Answers to “You be the Judge” Exercises
From “You be the Judge” in Assault:
- A reasonable juror could find that Dulier used the flare gun in a manner that created a substantial risk that Sears would suffer serious physical injury, i.e., “physical injury that causes serious and protracted disfigurement, protracted impairment of health, [or] protracted loss or impairment of the function of a body member or organ[.]” Sears testified that if the other patron had not pushed him, the flare would have gone straight into his neck rather than ricocheting off the side of his neck. And even with this last-second intervention, Sears still had significant injuries: a bloody gouge, a burn, a bruise on his neck, a swollen throat, and difficulty speaking for several days. See Dulier v. State, 451 P.3d 790, 792 (Alaska Ct. App. 2019).
From “You be the Judge” in Stalking:
- This hypothetical comes directly from Peterson v. State, 930 P.2d 414, 428 (Alaska App. 1996). The court explains that the skinheads would not be guilty of stalking even though,
“the government could plausibly claim that the defendant, through repeated acts of nonconsensual contact as defined in AS 11.41.270(b)(3), has placed another person in fear of injury or death (either for themselves or for a family member). Further, the government could plausibly claim that the defendant consciously disregarded a substantial and unjustifiable risk that his conduct would have this result. Yet the defendant’s conduct was not directed at anyone; that conduct consisted of nothing more than riding the bus or pursuing a livelihood.”
From “You be the Judge” in Robbery:
- In order to prove the crime of second-degree robbery, the State was required to prove that Moto was “taking or attempting to take property from the immediate presence and control of another” person, and that he “use[d] or threaten[ed] the immediate use of force” upon another person with the “intent to … prevent or overcome resistance to the taking … or the retention of the property.” Moto took the computer from Vesotski’s “immediate presence or control” because Vesotski was lying in bed and the computer was approximately ten to twelve feet away on his desk. Property is in a victim’s ‘immediate presence or control’ if the property is ‘close enough to the victim and sufficiently under his control that, had the victim not been subjected to violence, he could have prevented the taking. Also, Moto used force when he told Vesotski he would kill him if Vesotski did not put his head back on his pillow, or if Vesotski reported the incident to the police. These threats prevented Vesotski from retaining his computer. Moto v. State, 2010 WL 4138413 (Alaska App. 2010).

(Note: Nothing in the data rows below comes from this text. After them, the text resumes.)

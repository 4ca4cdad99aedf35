use thiserror::Error;

#[derive(Error, Debug)]
pub enum MonitorError {
    #[error("Configuration error: {0}")]
    Configuration(String),

    #[error("Unknown metric: {0}")]
    UnknownMetric(String),

    #[error("Invalid threshold for {metric}: warning {warning} must be below critical {critical}")]
    InvalidThreshold {
        metric: String,
        warning: f64,
        critical: f64,
    },

    #[error("System facts unavailable: {0}")]
    SystemFacts(String),

    #[error("Probe error: {0}")]
    Probe(#[from] ProbeError),

    #[error("Notification error: {0}")]
    Notify(#[from] NotifyError),

    #[error("Metrics registry error: {0}")]
    Metrics(#[from] prometheus::Error),

    #[error("Serialization error: {0}")]
    Serialization(#[from] serde_json::Error),

    #[error("IO error: {0}")]
    Io(#[from] std::io::Error),
}

/// Failure of an external health probe. Always mapped to a critical alert,
/// never propagated out of an evaluation cycle.
#[derive(Error, Debug, Clone, PartialEq)]
pub enum ProbeError {
    #[error("{probe} probe timed out after {after_ms}ms")]
    Timeout { probe: String, after_ms: u64 },

    #[error("{probe} unreachable: {reason}")]
    Unreachable { probe: String, reason: String },

    #[error("{probe} returned an invalid response: {reason}")]
    InvalidResponse { probe: String, reason: String },
}

impl ProbeError {
    pub fn unreachable(probe: impl Into<String>, reason: impl ToString) -> Self {
        Self::Unreachable {
            probe: probe.into(),
            reason: reason.to_string(),
        }
    }
}

#[derive(Error, Debug, Clone, PartialEq)]
pub enum NotifyError {
    #[error("Notification channel {channel} rejected message: {reason}")]
    Rejected { channel: String, reason: String },

    #[error("Notification channel {channel} unavailable: {reason}")]
    Unavailable { channel: String, reason: String },
}

pub type Result<T> = std::result::Result<T, MonitorError>;
//! End-to-end scenarios through the public `MonitoringService` API.

use async_trait::async_trait;
use chrono::{Duration, Utc};
use opswatch::monitoring::{ProcessFacts, StaticFacts};
use opswatch::{
    keys, DatabaseProbe, DependencyProbe, DependencyStatus, DispatchOutcome, HealthStatus,
    MonitorConfig, MonitoringService, NotificationChannel, NotifyError, ProbeError, Severity,
};
use std::sync::{Arc, Mutex};

const MB: u64 = 1024 * 1024;

#[derive(Default)]
struct InboxChannel {
    messages: Mutex<Vec<String>>,
}

impl InboxChannel {
    fn messages(&self) -> Vec<String> {
        self.messages.lock().unwrap().clone()
    }
}

#[async_trait]
impl NotificationChannel for InboxChannel {
    fn name(&self) -> &str {
        "inbox"
    }

    async fn send(&self, message: &str) -> Result<(), NotifyError> {
        self.messages.lock().unwrap().push(message.to_string());
        Ok(())
    }
}

struct RejectingChannel;

#[async_trait]
impl NotificationChannel for RejectingChannel {
    fn name(&self) -> &str {
        "rejecting"
    }

    async fn send(&self, _message: &str) -> Result<(), NotifyError> {
        Err(NotifyError::Rejected {
            channel: "rejecting".to_string(),
            reason: "HTTP 403".to_string(),
        })
    }
}

/// A database that never answers.
struct HangingDatabase;

#[async_trait]
impl DatabaseProbe for HangingDatabase {
    async fn ping(&self) -> Result<f64, ProbeError> {
        tokio::time::sleep(std::time::Duration::from_secs(3600)).await;
        Ok(1.0)
    }
}

struct FixedDependency(DependencyStatus);

#[async_trait]
impl DependencyProbe for FixedDependency {
    async fn status(&self) -> Result<DependencyStatus, ProbeError> {
        Ok(self.0)
    }
}

fn facts(resident_mb: u64) -> Arc<StaticFacts> {
    Arc::new(StaticFacts(ProcessFacts {
        resident_bytes: resident_mb * MB,
        ..ProcessFacts::default()
    }))
}

fn service_with(channel: Arc<dyn NotificationChannel>, resident_mb: u64) -> MonitoringService {
    MonitoringService::builder(MonitorConfig::default())
        .channel(channel)
        .system_facts(facts(resident_mb))
        .build()
        .unwrap()
}

#[test]
fn test_latency_statistics_scenario() {
    let service = service_with(Arc::new(InboxChannel::default()), 100);
    for latency in [50.0, 100.0, 150.0] {
        service.record_request(Some(latency));
    }

    let metrics = service.detailed_metrics().unwrap();
    assert_eq!(metrics.snapshot.performance.total_requests, 3);
    assert_eq!(metrics.snapshot.performance.avg_response_time_ms, 100);
    assert_eq!(metrics.min_response_time_ms, Some(50.0));
    assert_eq!(metrics.max_response_time_ms, 150.0);
}

#[test]
fn test_rates_are_guarded_and_rounded() {
    let service = service_with(Arc::new(InboxChannel::default()), 100);
    let empty = service.snapshot().unwrap();
    assert_eq!(empty.performance.error_rate_percent, 0.0);
    assert_eq!(empty.performance.cache_hit_rate_percent, 0.0);

    for _ in 0..20 {
        service.record_request(None);
    }
    service.record_error();
    service.record_cache_hit();
    service.record_cache_miss();
    service.record_cache_miss();

    let snapshot = service.snapshot().unwrap();
    assert_eq!(snapshot.performance.error_rate_percent, 5.0);
    assert_eq!(snapshot.performance.cache_hit_rate_percent, 33.33);
}

#[test]
fn test_slow_query_list_keeps_most_recent_hundred() {
    let service = service_with(Arc::new(InboxChannel::default()), 100);
    for i in 0..150 {
        service.record_db_query(500.0, &format!("SELECT {i}"));
    }

    let metrics = service.detailed_metrics().unwrap();
    assert_eq!(metrics.slow_query_count, 100);
    assert_eq!(metrics.slow_queries.first().unwrap().query_fragment, "SELECT 50");
    assert_eq!(metrics.slow_queries.last().unwrap().query_fragment, "SELECT 149");
    assert_eq!(metrics.db_query_count, 150);
}

#[test]
fn test_rotation_and_cleanup_retain_one_hour() {
    let service = service_with(Arc::new(InboxChannel::default()), 100);
    let start = service.detailed_metrics().unwrap().current_bucket.start_time;

    for tick in 1..=70 {
        service.record_request(Some(10.0));
        service.rotate_at(start + Duration::seconds(60 * tick));
    }
    service.cleanup_at(start + Duration::seconds(60 * 70));

    let metrics = service.detailed_metrics().unwrap();
    assert_eq!(metrics.bucket_history.len(), 60);
    assert_eq!(metrics.bucket_history[0].start_time, start + Duration::minutes(10));
    assert!(metrics.bucket_history.iter().all(|b| b.requests == 1));
    assert_eq!(metrics.hour_history.len(), 1);
    assert_eq!(metrics.snapshot.performance.requests_per_minute, 1.0);
}

#[tokio::test]
async fn test_memory_critical_emits_single_candidate() {
    let inbox = Arc::new(InboxChannel::default());
    let service = service_with(inbox.clone(), 1600);

    let outcomes = service.run_health_check().await;
    assert_eq!(outcomes, vec![DispatchOutcome::Sent]);

    let history = service.alert_history();
    assert_eq!(history.len(), 1);
    assert_eq!(history[0].key, keys::MEMORY_USAGE);
    assert_eq!(history[0].severity, Severity::Critical);
    assert!(inbox.messages()[0].contains("[CRITICAL]"));
}

#[tokio::test]
async fn test_cooldown_window_across_health_checks() {
    let inbox = Arc::new(InboxChannel::default());
    let service = service_with(inbox.clone(), 1600);
    let t0 = Utc::now();

    service.run_health_check_at(t0).await;
    let within = service.run_health_check_at(t0 + Duration::seconds(60)).await;
    assert!(matches!(within[..], [DispatchOutcome::Suppressed { .. }]));

    let after = service
        .run_health_check_at(t0 + Duration::milliseconds(301_000))
        .await;
    assert_eq!(after, vec![DispatchOutcome::Sent]);
    assert_eq!(inbox.messages().len(), 2);
}

#[tokio::test(start_paused = true)]
async fn test_database_timeout_alerts_once_and_marks_unhealthy() {
    let inbox = Arc::new(InboxChannel::default());
    let service = MonitoringService::builder(MonitorConfig::default())
        .channel(inbox.clone())
        .system_facts(facts(100))
        .database_probe(Arc::new(HangingDatabase))
        .build()
        .unwrap();
    let t0 = Utc::now();

    let first = service.run_health_check_at(t0).await;
    assert_eq!(first, vec![DispatchOutcome::Sent]);
    let second = service.run_health_check_at(t0 + Duration::seconds(30)).await;
    assert!(matches!(second[..], [DispatchOutcome::Suppressed { .. }]));

    assert_eq!(inbox.messages().len(), 1);
    assert!(inbox.messages()[0].contains("timed out after 5000ms"));

    let history = service.alert_history();
    assert_eq!(history[0].key, keys::DATABASE_CONNECTION);
    assert_eq!(history[0].severity, Severity::Critical);

    assert!(!service.alert_stats_at(t0 + Duration::hours(23)).is_healthy);
    assert!(service.alert_stats_at(t0 + Duration::hours(25)).is_healthy);
}

#[tokio::test]
async fn test_stale_dependency_is_reported() {
    let inbox = Arc::new(InboxChannel::default());
    let now = Utc::now();
    let status = DependencyStatus {
        initialized: true,
        rpc_latency_ms: 50.0,
        last_event_timestamp: now - Duration::seconds(1000),
    };
    let service = MonitoringService::builder(MonitorConfig::default())
        .channel(inbox.clone())
        .system_facts(facts(100))
        .dependency_probe(Arc::new(FixedDependency(status)))
        .build()
        .unwrap();

    service.run_health_check_at(now).await;
    let history = service.alert_history();
    assert_eq!(history.len(), 1);
    assert_eq!(history[0].key, keys::DEPENDENCY_STALE);
    assert_eq!(history[0].severity, Severity::Critical);
}

#[tokio::test]
async fn test_rejected_delivery_is_still_recorded() {
    let service = service_with(Arc::new(RejectingChannel), 1600);

    let outcomes = service.run_health_check().await;
    assert!(matches!(outcomes[..], [DispatchOutcome::SendFailed { .. }]));
    assert_eq!(service.alert_history().len(), 1);
}

#[tokio::test]
async fn test_system_health_report() {
    let inbox = Arc::new(InboxChannel::default());
    let service = service_with(inbox.clone(), 1900);

    service.run_health_check().await;
    let report = service.system_health().unwrap();

    assert_eq!(report.status, HealthStatus::Unhealthy);
    assert_eq!(report.alerts.critical, 1);
    assert!(report.system.memory.percentage_of_capacity >= 90.0);
    assert!(report.recommendations[0].contains("of capacity"));

    let json = serde_json::to_value(&report).unwrap();
    assert_eq!(json["status"], "unhealthy");
    assert!(json["recommendations"].is_array());
}

#[tokio::test]
async fn test_manual_alerts_always_delivered() {
    let inbox = Arc::new(InboxChannel::default());
    let service = service_with(inbox.clone(), 100);

    for _ in 0..2 {
        let outcome = service
            .send_manual_alert(Severity::Info, "Maintenance window", "Starting at 02:00 UTC")
            .await;
        assert_eq!(outcome, DispatchOutcome::Sent);
    }
    assert_eq!(inbox.messages().len(), 2);
    assert!(inbox.messages()[0].contains("Review when convenient"));
}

From “You be the Judge” in Sexual Violence:
- Under the current definition of “without consent” this conduct would qualify as a third-degree sexual assault. AS 11.41.425(a)(7). The law does not require coercion, force, or the threat of force to qualify as “sexual contact with another person without consent of that person.” See id. This is a recent change to Alaska law. In 2022, the Alaska legislature changed the definition of “without consent”. Before the change, this conduct would not constitute a sexual assault. In State v. Townsend, 2011 WL 4107008 (Alaska App. 2011), the Court of Appeals explained that the phrase “without consent” under the prior law required the State to prove that the defendant did something more than the simple forcible touching. The State was required to show that the victim was compelled to submit to the sexual touching because the defendant coerced the victim to submit to the sexual assault by the use of force or the imminent threat of force. Thus, under the prior law, Townsend did not touch Tim “without consent” as that term was defined in the criminal code. “The evidence shows that, when Townsend assaulted him, [Tim] was not intimidated but reacted immediately to terminate the assault.” You can read the entire opinion online using your UA credentials.